What you need to do:
Could you copy each line of the entries that contains "DeserializeOwned"?

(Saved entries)
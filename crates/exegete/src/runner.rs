#![forbid(unsafe_code)]

//! The streaming state machine: pumps one byte stream to a terminal outcome.
//!
//! Decode → parse → accumulate runs strictly sequentially; protocol
//! correctness depends on processing lines in arrival order. The only
//! suspension points are the chunk read and the cancellation branch.

use exegete_net::ByteStream;
use exegete_wire::{Envelope, LineDecoder, PartialDocument, parse_line};
use futures::StreamExt;
use serde::de::DeserializeOwned;
use tokio_util::sync::CancellationToken;
use tracing::{debug, warn};

use crate::{
    error::SessionError,
    events::{EventSink, SessionEvent},
    outcome::{Outcome, StreamUpdate, UpdateFn},
};

/// Drives an open byte stream until cancellation, a terminal envelope,
/// transport failure, or end of transfer.
///
/// Clean EOF without a `complete`/`error` envelope is a failure: natural end
/// of stream is never silently treated as success.
pub(crate) async fn drive<D: DeserializeOwned>(
    mut stream: ByteStream,
    cancel: &CancellationToken,
    sections: &'static [&'static str],
    on_update: &UpdateFn,
    events: &EventSink,
) -> Outcome<D> {
    let mut decoder = LineDecoder::new();
    let mut partial = PartialDocument::new();

    loop {
        let next = tokio::select! {
            biased;
            _ = cancel.cancelled() => {
                debug!("stream cancelled");
                return Outcome::Aborted;
            }
            next = stream.next() => next,
        };

        let chunk = match next {
            None => break,
            Some(Ok(chunk)) => chunk,
            Some(Err(err)) => {
                if cancel.is_cancelled() {
                    return Outcome::Aborted;
                }
                warn!(error = %err, "transport failure mid-stream");
                return Outcome::Failed(SessionError::Net(err).to_string());
            }
        };

        for line in decoder.feed(&chunk) {
            if let Some(outcome) = handle_line(&line, &mut partial, sections, on_update, events) {
                return outcome;
            }
        }
    }

    // End of transfer: flush the carried partial line, then decide.
    if let Some(line) = decoder.finish()
        && let Some(outcome) = handle_line(&line, &mut partial, sections, on_update, events)
    {
        return outcome;
    }

    debug!("stream ended without a terminal envelope");
    Outcome::Failed(SessionError::UnexpectedEof.to_string())
}

/// Folds one decoded line. Returns `Some` on a terminal envelope.
fn handle_line<D: DeserializeOwned>(
    line: &str,
    partial: &mut PartialDocument,
    sections: &'static [&'static str],
    on_update: &UpdateFn,
    events: &EventSink,
) -> Option<Outcome<D>> {
    let envelope = match parse_line::<D>(line) {
        Ok(envelope) => envelope,
        Err(err) => {
            // One bad line never invalidates an otherwise valid stream.
            warn!(error = %err, "skipping malformed line");
            return None;
        }
    };

    match envelope {
        Envelope::Complete { data } => Some(Outcome::Resolved(data)),
        Envelope::Error { message } => Some(Outcome::Failed(message)),
        Envelope::Comment { message } => {
            events.send(|key| SessionEvent::Comment {
                key,
                message: message.clone(),
            });
            on_update(StreamUpdate::Progress(message));
            None
        }
        envelope => {
            match &envelope {
                Envelope::HeaderUpdate { section, .. } => {
                    events.send(|key| SessionEvent::HeaderUpdate {
                        key,
                        section: section.clone(),
                    });
                }
                Envelope::SectionUpdate {
                    section,
                    is_complete,
                    ..
                } => {
                    if !sections.contains(&section.as_str()) {
                        debug!(section = %section, "section not in profile set");
                    }
                    events.send(|key| SessionEvent::SectionUpdate {
                        key,
                        section: section.to_string(),
                        complete: *is_complete,
                    });
                }
                _ => {}
            }
            partial.apply(&envelope);
            on_update(StreamUpdate::Document(partial.clone()));
            None
        }
    }
}
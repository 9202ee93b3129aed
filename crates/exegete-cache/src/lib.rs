#![forbid(unsafe_code)]

//! Expiring document cache with a backward-compatible legacy-schema read path.
//!
//! Resolved documents are stored as JSON `{data, timestamp, expiry}` in a
//! string key-value store keyed by the normalized [`StreamKey`] rendering.
//! Lookups never error: a miss, an expired entry, or a corrupt entry all
//! resolve to `None` (deleting the offending value as a side effect).
//!
//! [`StreamKey`]: exegete_wire::StreamKey

mod cache;
mod store;

pub use cache::{DEFAULT_TTL, ExpiringCache};
pub use store::{KeyValueStore, MemoryStore};
#![forbid(unsafe_code)]

use thiserror::Error;

/// Wire protocol errors.
///
/// A malformed line is recoverable at the stream level: the caller logs it and
/// keeps reading. One bad line never invalidates an otherwise valid stream.
#[derive(Debug, Error)]
pub enum WireError {
    #[error("malformed line {snippet:?}: {reason}")]
    MalformedLine { snippet: String, reason: String },
}

impl WireError {
    /// Creates a malformed-line error, truncating the offending line for logs.
    pub fn malformed(line: &str, reason: impl Into<String>) -> Self {
        const MAX_SNIPPET: usize = 120;
        let snippet = if line.len() > MAX_SNIPPET {
            let mut end = MAX_SNIPPET;
            while !line.is_char_boundary(end) {
                end -= 1;
            }
            format!("{}…", &line[..end])
        } else {
            line.to_string()
        };
        Self::MalformedLine {
            snippet,
            reason: reason.into(),
        }
    }
}

pub type WireResult<T> = Result<T, WireError>;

Response area:
use serde::de::DeserializeOwned;
pub(crate) async fn drive<D: DeserializeOwned>(
fn handle_line<D: DeserializeOwned>(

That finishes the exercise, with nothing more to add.